En consecuencia —se decía ya en aquella sentencia de 2018—, “mientras la administración concursal no se persone y solicite la sustitución procesal de la concursada, ésta sigue legitimada para continuar con el procedimiento, aunque para recurrir en apelación necesita la conformidad de la administración concursal prevista en el art. 54.2 LC».
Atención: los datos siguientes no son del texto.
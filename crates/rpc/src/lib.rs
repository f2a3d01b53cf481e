// This file is part of Opvet.
//
// Opvet is free software: you can redistribute it and/or modify it under the
// terms of the GNU Lesser General Public License as published by the Free Software
// Foundation, either version 3 of the License, or (at your option) any later version.
//
// Opvet is distributed in the hope that it will be useful, but WITHOUT ANY WARRANTY;
// without even the implied warranty of MERCHANTABILITY or FITNESS FOR A PARTICULAR PURPOSE.
// See the GNU General Public License for more details.
//
// You should have received a copy of the GNU General Public License along with Opvet.
// If not, see https://www.gnu.org/licenses/.

#![warn(missing_docs, unreachable_pub)]
#![deny(unused_must_use, rust_2018_idioms)]
//! The ERC-4337 error-code boundary: maps structural-check and simulation
//! outcomes to the standard admission error codes. Transport framing is
//! a collaborator's concern; this crate only builds the error objects it
//! passes through.

mod error;
pub use error::{classify_simulation, classify_structure, ValidationRpcError};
Es lo que sucedía en este caso. Al tiempo de interponerse el recurso de apelación, la administración concursal no se había personado y no había sustituido procesalmente a la concursada (C), y, por tanto, ésta seguía legitimada para actuar en el proceso. Eso es compatible con la necesidad de que se recabe la conformidad la administración concursal para recurrir en apelación (cosa que, en este supuesto, se había hecho) y con la posibilidad (que aquí no se había verificado) de que, en cualquier momento, la administración concursal sustituyera procesalmente a la concursada apelante.